# Short Letters



## Touch em all (Dec 2, 2009)

Short Letters: 

Dear Ugly People,
You're welcome.
Sincerely, Alcohol

Dear White People,
Don't you just hate immigrants?
Sincerely, Native Americans

Dear iPhone,
Please stop spell checking all of my rude words into nice words. You piece of shut.
Sincerely, Every iPhone User 

Dear Trash,
At least you get picked up...
Sincerely, The Girls of Jersey Shore

Dear Noah,
We could have sworn you said the ark wasn't leaving till 5.
Sincerely, Unicorns

Dear Yahoo,
I've never heard anyone say, "I don't know, let's Yahoo! it..." just saying...
Sincerely, Google

Dear America,
You produced Miley Cyrus.
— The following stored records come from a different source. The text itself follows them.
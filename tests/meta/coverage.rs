//! Checks that every source file has a mirrored unit test file and vice versa

#[cfg(test)]
mod tests {
    use std::collections::HashSet;
    use std::fs;
    use std::io;
    use std::path::Path;

    #[test]
    fn test_all_src_files_have_unit_tests() {
        let src_dir = Path::new("src");
        let tests_dir = Path::new("tests/unit");

        let src_paths = collect_relative_paths(src_dir, src_dir).unwrap_or_else(|error| {
            assert!(src_dir.exists(), "Failed to read src directory: {error}");
            HashSet::new()
        });

        let test_paths = if tests_dir.exists() {
            collect_relative_paths(tests_dir, tests_dir).unwrap_or_default()
        } else {
            HashSet::new()
        };

        let mut missing_tests = Vec::new();

        for src_path in &src_paths {
            // Entry points and module organization files don't require separate test files
            if src_path == "main.rs" || src_path == "lib.rs" || src_path.ends_with("mod.rs") {
                continue;
            }

            let expected_test_path = src_path.clone();

            if !test_paths.contains(&expected_test_path) {
                missing_tests.push(src_path);
            }
        }

        assert!(
            missing_tests.is_empty(),
            "The following src files/directories are missing unit test counterparts:\n{}",
            missing_tests
                .iter()
                .map(|src_path| format!("  - src/{src_path} -> tests/unit/{src_path}"))
                .collect::<Vec<_>>()
                .join("\n")
        );
    }

    #[test]
    fn test_all_unit_tests_have_src_counterparts() {
        let src_dir = Path::new("src");
        let tests_dir = Path::new("tests/unit");

        let src_paths = collect_relative_paths(src_dir, src_dir).unwrap_or_else(|error| {
            assert!(src_dir.exists(), "Failed to read src directory: {error}");
            HashSet::new()
        });

        let test_paths = if tests_dir.exists() {
            collect_relative_paths(tests_dir, tests_dir).unwrap_or_default()
        } else {
            HashSet::new()
        };

        let mut orphaned_tests = Vec::new();

        for test_path in &test_paths {
            if test_path.ends_with("mod.rs") {
                continue;
            }

            if !src_paths.contains(test_path) {
                orphaned_tests.push(test_path);
            }
        }

        assert!(
            orphaned_tests.is_empty(),
            "The following unit test files/directories have no corresponding src files:\n{}",
            orphaned_tests
                .iter()
                .map(|test_path| format!("  - tests/unit/{test_path} -> src/{test_path} (missing)"))
                .collect::<Vec<_>>()
                .join("\n")
        );
    }

    fn collect_relative_paths(dir: &Path, base: &Path) -> Result<HashSet<String>, io::Error> {
        let mut paths = HashSet::new();

        if dir.is_dir() {
            let entries = fs::read_dir(dir)?;

            for entry_result in entries {
                let entry = entry_result?;
                let path = entry.path();

                let relative_path = match path.strip_prefix(base) {
                    Ok(stripped) => stripped.to_string_lossy().to_string(),
                    Err(_original_error) => {
                        return Err(io::Error::other("Failed to strip prefix"));
                    }
                };

                if path.is_dir() {
                    paths.insert(relative_path.clone());

                    let sub_paths = collect_relative_paths(&path, base)?;
                    paths.extend(sub_paths);
                } else if path.extension().and_then(|ext| ext.to_str()) == Some("rs") {
                    paths.insert(relative_path);
                }
            }
        }

        Ok(paths)
    }

    #[test]
    fn test_all_test_files_contain_tests() {
        let tests_dir = Path::new("tests");
        let mut files_without_tests = Vec::new();

        let result = check_test_files(tests_dir, tests_dir, &mut files_without_tests);
        if let Err(error) = result {
            assert!(
                tests_dir.exists(),
                "Failed to scan tests directory: {error}"
            );
        }

        assert!(
            files_without_tests.is_empty(),
            "The following test files don't contain any #[test] functions:\n{}",
            files_without_tests.join("\n")
        );
    }

    fn check_test_files(
        dir: &Path,
        base_dir: &Path,
        files_without_tests: &mut Vec<String>,
    ) -> Result<(), io::Error> {
        let entries = fs::read_dir(dir)?;

        for entry_result in entries {
            let entry = entry_result?;
            let path = entry.path();

            if path.is_dir() {
                let sub_result = check_test_files(&path, base_dir, files_without_tests);
                sub_result?;
            } else if path.extension().and_then(|ext| ext.to_str()) == Some("rs") {
                let file_name = match path.file_name() {
                    Some(name) => match name.to_str() {
                        Some(name_str) => name_str,
                        None => continue,
                    },
                    None => continue,
                };

                // Module organization files and suite entry points are excluded from test requirement
                let is_suite_root =
                    file_name == "main.rs" && path.parent().and_then(Path::parent) == Some(base_dir);
                if is_suite_root || file_name == "mod.rs" {
                    continue;
                }

                let content = fs::read_to_string(&path)?;

                if !content.contains("#[test]") {
                    files_without_tests.push(format!("  - {}", path.display()));
                }
            }
        }

        Ok(())
    }

    #[test]
    fn test_suite_roots_declare_every_module_directory() {
        let mut undeclared = Vec::new();

        for suite in ["tests/unit", "tests/meta"] {
            let suite_dir = Path::new(suite);
            let root = suite_dir.join("main.rs");
            let Ok(content) = fs::read_to_string(&root) else {
                undeclared.push(format!("  - {} is missing", root.display()));
                continue;
            };

            let Ok(entries) = fs::read_dir(suite_dir) else {
                continue;
            };
            for entry in entries.flatten() {
                let path = entry.path();
                let module = if path.is_dir() {
                    path.file_name().map(|name| name.to_string_lossy().to_string())
                } else if path.extension().and_then(|ext| ext.to_str()) == Some("rs")
                    && path.file_name().and_then(|name| name.to_str()) != Some("main.rs")
                {
                    path.file_stem().map(|stem| stem.to_string_lossy().to_string())
                } else {
                    None
                };

                if let Some(module) = module
                    && !content.contains(&format!("mod {module};"))
                {
                    undeclared.push(format!("  - {} does not declare `mod {module};`", root.display()));
                }
            }
        }

        assert!(
            undeclared.is_empty(),
            "Test suite entry points are out of sync with their directories:\n{}",
            undeclared.join("\n")
        );
    }
}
Bieber is your punishment.
Sincerely, Canada

Dear Saturn,
I liked it, so I put a ring on it.
Sincerely, God

Dear jf;ldsfa/kvsmmklnn,
Please lknvfdmv.xvn.
Sincerely, Stevie Wonder

Dear Skin-Colored Band Aids,
Please make one for every skin color.
Sincerely, Black people

Dear Scissors,
I feel your pain... no one wants to run with me either.
Sincerely, Sarah Palin

Dear Batman,
What was your power again?
Sincerely, Superman

Dear Customers,
Yes, we ARE making fun of you in Vietnamese.
Sincerely, Nail Salon Ladies


----------



## GaryFish (Sep 7, 2007)

Wow.


----------



## twinkielk15 (Jan 17, 2011)

That is some good shut there....


----------



## REPETER (Oct 3, 2007)

Touch em all said:


> Dear Batman,
> What was your power again?
> Sincerely, Superman


Being rich and getting hot women while fighting super-villans that are actually wicked unlike Lex Luther. How is it that with all those super powers you've got, you can still just barely talk to Lois Lane? :roll: So if you want to step off your high horse and lose your black and white thinking, maybe I could show you around the mansion, farm boy. o-||

~Regards, dudahdudahdudahdudah Batman!

Sorry things get a little goofy in my head when I've been up all night! xD


----------



## Briar Patch (Feb 1, 2010)

Short letters - -_O- - good stuff!

REPETERS little bit longer letter - -BaHa!- Zing!


----------



## Bax* (Dec 14, 2008)

Touch em all said:


> Short Letters:
> 
> Dear Noah,
> We could have sworn you said the ark wasn't leaving till 5.
> ...


Those were my favorites!


----------



## Nambaster (Nov 15, 2007)

Dear Boone and Crockett Club, 
I drew an Antelope Island tag and I cannot make out going phone calls because Mossback Outdoors is on the horn 24/7... Please prepare my all time plaque immediately. 

Sincerly, Lotto winner. 

Just sayin......


----------



## Bax* (Dec 14, 2008)

Nambaster said:


> Dear Boone and Crockett Club,
> I drew an Antelope Island tag and I cannot make out going phone calls because Mossback Outdoors is on the horn 24/7... Please prepare my all time plaque immediately.
> 
> Sincerly, Lotto winner.
> ...


Doyle doesnt do that! Everyone gets a fair chance when he is involved. Silly Nambester :lol: (why isnt there a sarcasm smilie?)


----------



## REPETER (Oct 3, 2007)

Dear friend with the last name Holmes,

If you don't name your kid Sherlock I'm naming it for you.

Sincerely, don't waste this opportunity!


----------



## mikevanwilder (Nov 11, 2008)

REPETER said:


> Touch em all said:
> 
> 
> > Dear Batman,
> ...


Now that was funny!  o-||


----------



## waspocrew (Nov 26, 2011)

These are great!


----------